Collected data
******************************

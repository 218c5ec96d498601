use std::{cmp::Ordering, fmt};

use crate::{
    ast::{Command, Node},
    error::EvalError,
    store::VariableStore,
    value::Value,
};

type Result<T> = std::result::Result<T, EvalError>;

#[derive(Debug, Clone, Copy, PartialEq)]
enum Operator {
    Add,
    Sub,
    Multiply,
    Divide,
    Lt,
    Le,
    Gt,
    Ge,
    Neq,
    Eq,
}

impl fmt::Display for Operator {
    fn fmt(&self, f: &mut fmt::Formatter) -> fmt::Result {
        match self {
            Operator::Add => write!(f, "+"),
            Operator::Sub => write!(f, "-"),
            Operator::Multiply => write!(f, "*"),
            Operator::Divide => write!(f, "/"),
            Operator::Lt => write!(f, "<"),
            Operator::Le => write!(f, "<="),
            Operator::Gt => write!(f, ">"),
            Operator::Ge => write!(f, ">="),
            Operator::Neq => write!(f, "<>"),
            Operator::Eq => write!(f, "="),
        }
    }
}

/// Evaluates one statement tree against `store`. Only `Assign` writes to the
/// store, and only after its right-hand side evaluated successfully.
pub fn evaluate(node: &Node, store: &mut VariableStore) -> Result<Value> {
    let value = match node {
        Node::Integer(value) => Value::Integer(*value),
        Node::Float(value) => Value::Float(*value),
        Node::Bool(value) => Value::Bool(*value),
        Node::Id(name) => store.get(name),
        Node::Assign { name, value } => {
            let value = evaluate(value, store)?;
            store.set(name, value)
        }
        Node::Negate(right) => {
            let right = evaluate(right, store)?;
            eval_negate(right)?
        }
        Node::Add(left, right) => eval_infix(left, Operator::Add, right, store)?,
        Node::Sub(left, right) => eval_infix(left, Operator::Sub, right, store)?,
        Node::Multiply(left, right) => eval_infix(left, Operator::Multiply, right, store)?,
        Node::Divide(left, right) => eval_infix(left, Operator::Divide, right, store)?,
        Node::Lt(left, right) => eval_infix(left, Operator::Lt, right, store)?,
        Node::Le(left, right) => eval_infix(left, Operator::Le, right, store)?,
        Node::Gt(left, right) => eval_infix(left, Operator::Gt, right, store)?,
        Node::Ge(left, right) => eval_infix(left, Operator::Ge, right, store)?,
        Node::Neq(left, right) => eval_infix(left, Operator::Neq, right, store)?,
        Node::Eq(left, right) => eval_infix(left, Operator::Eq, right, store)?,
        Node::Command(Command::Quit) => Value::Quit,
    };
    Ok(value)
}

fn eval_infix(
    left: &Node,
    operator: Operator,
    right: &Node,
    store: &mut VariableStore,
) -> Result<Value> {
    let left = evaluate(left, store)?;
    let right = evaluate(right, store)?;
    match operator {
        Operator::Add | Operator::Sub | Operator::Multiply | Operator::Divide => {
            eval_arithmetic(left, operator, right)
        }
        _ => eval_comparison(left, operator, right).map(Value::Bool),
    }
}

fn eval_negate(right: Value) -> Result<Value> {
    match right {
        Value::Integer(value) => Ok(value
            .checked_neg()
            .map(Value::Integer)
            .unwrap_or(Value::Float(-(value as f64)))),
        Value::Float(value) => Ok(Value::Float(-value)),
        Value::Undefined => Ok(Value::Float(f64::NAN)),
        _ => Err(inconsistency(format!("-{}", right))),
    }
}

fn eval_arithmetic(left: Value, operator: Operator, right: Value) -> Result<Value> {
    match (left, right) {
        (Value::Integer(left), Value::Integer(right)) => {
            Ok(eval_integer_arithmetic(left, operator, right))
        }
        (Value::Integer(_) | Value::Float(_), Value::Integer(_) | Value::Float(_)) => {
            match (left.as_f64(), right.as_f64()) {
                (Some(left), Some(right)) => Ok(eval_float_arithmetic(left, operator, right)),
                _ => Err(inconsistency(format!("{} {} {}", left, operator, right))),
            }
        }
        // An unassigned operand poisons the result the same way 0 / 0 does.
        (Value::Undefined, Value::Undefined) => Ok(Value::Float(f64::NAN)),
        (Value::Undefined, other) | (other, Value::Undefined) if other.is_numeric() => {
            Ok(Value::Float(f64::NAN))
        }
        (left, right) => Err(inconsistency(format!("{} {} {}", left, operator, right))),
    }
}

/// Stays integral while the result is exact and in range, otherwise falls
/// back to floating point.
fn eval_integer_arithmetic(left: i64, operator: Operator, right: i64) -> Value {
    let exact = match operator {
        Operator::Add => left.checked_add(right),
        Operator::Sub => left.checked_sub(right),
        Operator::Multiply => left.checked_mul(right),
        Operator::Divide => match (left.checked_rem(right), left.checked_div(right)) {
            (Some(0), Some(quotient)) => Some(quotient),
            _ => None,
        },
        _ => None,
    };
    match exact {
        Some(value) => Value::Integer(value),
        None => eval_float_arithmetic(left as f64, operator, right as f64),
    }
}

// Division by zero is left to IEEE 754: inf, -inf or NaN.
fn eval_float_arithmetic(left: f64, operator: Operator, right: f64) -> Value {
    let value = match operator {
        Operator::Add => left + right,
        Operator::Sub => left - right,
        Operator::Multiply => left * right,
        _ => left / right,
    };
    Value::Float(value)
}

fn eval_comparison(left: Value, operator: Operator, right: Value) -> Result<bool> {
    let ordering = match (left, right) {
        (Value::Integer(left), Value::Integer(right)) => Some(left.cmp(&right)),
        (Value::Integer(_) | Value::Float(_), Value::Integer(_) | Value::Float(_)) => {
            match (left.as_f64(), right.as_f64()) {
                (Some(left), Some(right)) => left.partial_cmp(&right),
                _ => None,
            }
        }
        (Value::Bool(left), Value::Bool(right)) => Some(left.cmp(&right)),
        (Value::Undefined, Value::Undefined) => return Ok(operator == Operator::Eq),
        (Value::Undefined, other) | (other, Value::Undefined)
            if other.is_numeric() || matches!(other, Value::Bool(_)) =>
        {
            None
        }
        (left, right) => return Err(inconsistency(format!("{} {} {}", left, operator, right))),
    };

    Ok(match operator {
        Operator::Eq => ordering == Some(Ordering::Equal),
        Operator::Neq => ordering != Some(Ordering::Equal),
        Operator::Lt => ordering == Some(Ordering::Less),
        Operator::Le => matches!(ordering, Some(Ordering::Less | Ordering::Equal)),
        Operator::Gt => ordering == Some(Ordering::Greater),
        Operator::Ge => matches!(ordering, Some(Ordering::Greater | Ordering::Equal)),
        _ => false,
    })
}

fn inconsistency(shape: String) -> EvalError {
    EvalError::InternalInconsistency(format!("unsupported operands: {}", shape))
}

#[cfg(test)]
mod tests {
    use super::*;
    use crate::lexer::scan;
    use crate::parser::parse;

    fn test_eval(input: &str, store: &mut VariableStore) -> Result<Value> {
        let tokens = scan(input).unwrap();
        let node = parse(tokens).unwrap();
        evaluate(&node, store)
    }

    fn boxed(node: Node) -> Box<Node> {
        Box::new(node)
    }

    #[test]
    fn test_eval_integer_expression() {
        let tests = vec![
            ("5;", 5),
            ("-5;", -5),
            ("5 + 5 + 5 + 5 - 10;", 10),
            ("2 * 2 * 2 * 2 * 2;", 32),
            ("-50 + 100 + -50;", 0),
            ("5 * 2 + 10;", 20),
            ("5 + 2 * 10;", 25),
            ("20 + 2 * -10;", 0),
            ("50 / 2 * 2 + 10;", 60),
            ("2 * (5 + 10);", 30),
            ("(5 + 10 * 2 + 15 / 3) * 2 + -10;", 50),
            ("3 - 500 / 10;", -47),
        ];

        for (input, expected) in tests {
            let evaluated = test_eval(input, &mut VariableStore::new()).unwrap();
            assert_eq!(evaluated, Value::Integer(expected), "input: {input}");
        }
    }

    #[test]
    fn test_eval_float_expression() {
        let tests = vec![
            ("7 / 2;", 3.5),
            ("1.5 + 1;", 2.5),
            ("0.25 * 2 ;", 0.5),
            ("-1.5 * 2;", -3.0),
            ("9223372036854775807 + 1;", 9223372036854775808.0),
        ];

        for (input, expected) in tests {
            let evaluated = test_eval(input, &mut VariableStore::new()).unwrap();
            assert_eq!(evaluated, Value::Float(expected), "input: {input}");
        }
    }

    #[test]
    fn test_division_by_zero() {
        let mut store = VariableStore::new();

        assert_eq!(test_eval("1 / 0;", &mut store).unwrap(), Value::Float(f64::INFINITY));
        assert_eq!(
            test_eval("-1 / 0;", &mut store).unwrap(),
            Value::Float(f64::NEG_INFINITY)
        );
        match test_eval("0 / 0;", &mut store).unwrap() {
            Value::Float(value) => assert!(value.is_nan()),
            other => panic!("expected NaN, got {other}"),
        }
    }

    #[test]
    fn test_eval_comparison_expression() {
        let tests = vec![
            ("1 < 2;", true),
            ("1 > 2;", false),
            ("1 < 1;", false),
            ("1 <= 1;", true),
            ("1 >= 2;", false),
            ("1 = 1;", true),
            ("1 <> 1;", false),
            ("1 <> 2;", true),
            ("(3-500/10)>100;", false),
            ("2 = 2.0 ;", true),
            ("7 / 2 > 3;", true),
            ("0 / 0 = 0 / 0;", false),
            ("0 / 0 <> 0 / 0;", true),
        ];

        for (input, expected) in tests {
            let evaluated = test_eval(input, &mut VariableStore::new()).unwrap();
            assert_eq!(evaluated, Value::Bool(expected), "input: {input}");
        }
    }

    #[test]
    fn test_store_persists_across_statements() {
        let mut store = VariableStore::new();

        assert_eq!(test_eval("a := 1 + 3;", &mut store).unwrap(), Value::Integer(4));
        assert_eq!(test_eval("a*2;", &mut store).unwrap(), Value::Integer(8));

        test_eval("e := 10;", &mut store).unwrap();
        test_eval("bcd := a * 2;", &mut store).unwrap();
        assert_eq!(test_eval("e > bcd;", &mut store).unwrap(), Value::Bool(true));
        test_eval("e := 3;", &mut store).unwrap();
        assert_eq!(test_eval("e > bcd;", &mut store).unwrap(), Value::Bool(false));

        for _ in 0..3 {
            assert_eq!(test_eval("bcd;", &mut store).unwrap(), Value::Integer(8));
        }
    }

    #[test]
    fn test_undefined_identifier() {
        let mut store = VariableStore::new();
        let tests = vec![
            ("nope;", Value::Undefined),
            ("nope = nope;", Value::Bool(true)),
            ("nope + 1 = nope + 1;", Value::Bool(false)),
            ("nope * 2 <> nope * 2;", Value::Bool(true)),
            ("nope - 1 < 0;", Value::Bool(false)),
            ("nope <> 1;", Value::Bool(true)),
            ("nope = 1;", Value::Bool(false)),
            ("nope > 1;", Value::Bool(false)),
            ("nope <= 1;", Value::Bool(false)),
            ("nope >= nope;", Value::Bool(false)),
        ];

        for (input, expected) in tests {
            assert_eq!(test_eval(input, &mut store).unwrap(), expected, "input: {input}");
        }
        assert!(store.is_empty());
    }

    #[test]
    fn test_arithmetic_on_undefined_is_nan() {
        let mut store = VariableStore::new();
        let tests = vec!["nope + 1;", "2 * nope;", "nope / nope;", "a := nope - 3;"];

        for input in tests {
            match test_eval(input, &mut store).unwrap() {
                Value::Float(value) => assert!(value.is_nan(), "input: {input}"),
                other => panic!("expected NaN for {input}, got {other}"),
            }
        }

        match evaluate(&Node::Negate(boxed(Node::Id("x".to_string()))), &mut store).unwrap() {
            Value::Float(value) => assert!(value.is_nan()),
            other => panic!("expected NaN, got {other}"),
        }
        assert_eq!(store.len(), 1);
    }

    #[test]
    fn test_quit_command() {
        let mut store = VariableStore::new();
        assert_eq!(test_eval("quit", &mut store).unwrap(), Value::Quit);
    }

    #[test]
    fn test_hand_built_trees() {
        let mut store = VariableStore::new();
        let tests = vec![
            (Node::Negate(boxed(Node::Integer(3))), Value::Integer(-3)),
            (Node::Negate(boxed(Node::Float(0.5))), Value::Float(-0.5)),
            (
                Node::Negate(boxed(Node::Integer(i64::MIN))),
                Value::Float(-(i64::MIN as f64)),
            ),
            (Node::Bool(true), Value::Bool(true)),
            (
                Node::Eq(boxed(Node::Bool(true)), boxed(Node::Bool(true))),
                Value::Bool(true),
            ),
            (
                Node::Lt(boxed(Node::Bool(false)), boxed(Node::Bool(true))),
                Value::Bool(true),
            ),
        ];

        for (node, expected) in tests {
            assert_eq!(evaluate(&node, &mut store).unwrap(), expected, "node: {node}");
        }
    }

    #[test]
    fn test_error_handling() {
        let tests = vec![
            (
                Node::Add(boxed(Node::Integer(5)), boxed(Node::Bool(true))),
                "internal inconsistency: unsupported operands: 5 + true",
            ),
            (
                Node::Negate(boxed(Node::Bool(true))),
                "internal inconsistency: unsupported operands: -true",
            ),
            (
                Node::Gt(boxed(Node::Bool(true)), boxed(Node::Float(1.5))),
                "internal inconsistency: unsupported operands: true > 1.5",
            ),
            (
                Node::Multiply(boxed(Node::Command(Command::Quit)), boxed(Node::Integer(2))),
                "internal inconsistency: unsupported operands: quit * 2",
            ),
        ];

        for (node, expected) in tests {
            let err = evaluate(&node, &mut VariableStore::new()).unwrap_err();
            assert_eq!(err.to_string(), expected);
        }
    }

    #[test]
    fn test_failed_assignment_does_not_commit() {
        let mut store = VariableStore::new();
        let node = Node::assign(
            "a",
            Node::Add(boxed(Node::Integer(1)), boxed(Node::Bool(false))),
        );

        assert!(evaluate(&node, &mut store).is_err());
        assert_eq!(store.get("a"), Value::Undefined);
        assert!(store.is_empty());
    }
}
use thiserror::Error;

use crate::token::Token;

#[derive(Error, Debug, PartialEq, Clone)]
pub enum LexError {
    #[error("<{remainder}> invalid token at offset {offset}")]
    InvalidToken { offset: usize, remainder: String },

    #[error("invalid number format: {literal} at offset {offset}")]
    InvalidNumberFormat { offset: usize, literal: String },
}

#[derive(Error, Debug, PartialEq, Clone)]
#[error("{}: {message}", describe(.token))]
pub struct ParseError {
    pub token: Option<Token>,
    pub message: String,
}

impl ParseError {
    pub fn new(token: Option<Token>, message: impl Into<String>) -> Self {
        Self {
            token,
            message: message.into(),
        }
    }
}

fn describe(token: &Option<Token>) -> String {
    match token {
        Some(token) => format!("unexpected '{}'", token),
        None => "unexpected end of input".to_string(),
    }
}

#[derive(Error, Debug, PartialEq, Clone)]
pub enum EvalError {
    /// A tree shape the parser never builds, such as a boolean operand to
    /// arithmetic.
    #[error("internal inconsistency: {0}")]
    InternalInconsistency(String),
}

#[derive(Error, Debug, PartialEq, Clone)]
pub enum Error {
    #[error("lex error: {0}")]
    Lex(#[from] LexError),

    #[error("parse error: {0}")]
    Parse(#[from] ParseError),

    #[error("eval error: {0}")]
    Eval(#[from] EvalError),
}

******************************

-- What you should do --
Print exactly the stretch of lines beginning with the one that holds "use crate::token::Token;" and ending at the last line above.

-- Answer space --
use crate::token::Token;

#[derive(Error, Debug, PartialEq, Clone)]
pub enum LexError {
    #[error("<{remainder}> invalid token at offset {offset}")]
    InvalidToken { offset: usize, remainder: String },

    #[error("invalid number format: {literal} at offset {offset}")]
    InvalidNumberFormat { offset: usize, literal: String },
}

#[derive(Error, Debug, PartialEq, Clone)]
#[error("{}: {message}", describe(.token))]
pub struct ParseError {
    pub token: Option<Token>,
    pub message: String,
}

impl ParseError {
    pub fn new(token: Option<Token>, message: impl Into<String>) -> Self {
        Self {
            token,
            message: message.into(),
        }
    }
}

fn describe(token: &Option<Token>) -> String {
    match token {
        Some(token) => format!("unexpected '{}'", token),
        None => "unexpected end of input".to_string(),
    }
}

#[derive(Error, Debug, PartialEq, Clone)]
pub enum EvalError {
    /// A tree shape the parser never builds, such as a boolean operand to
    /// arithmetic.
    #[error("internal inconsistency: {0}")]
    InternalInconsistency(String),
}

#[derive(Error, Debug, PartialEq, Clone)]
pub enum Error {
    #[error("lex error: {0}")]
    Lex(#[from] LexError),

    #[error("parse error: {0}")]
    Parse(#[from] ParseError),

    #[error("eval error: {0}")]
    Eval(#[from] EvalError),
}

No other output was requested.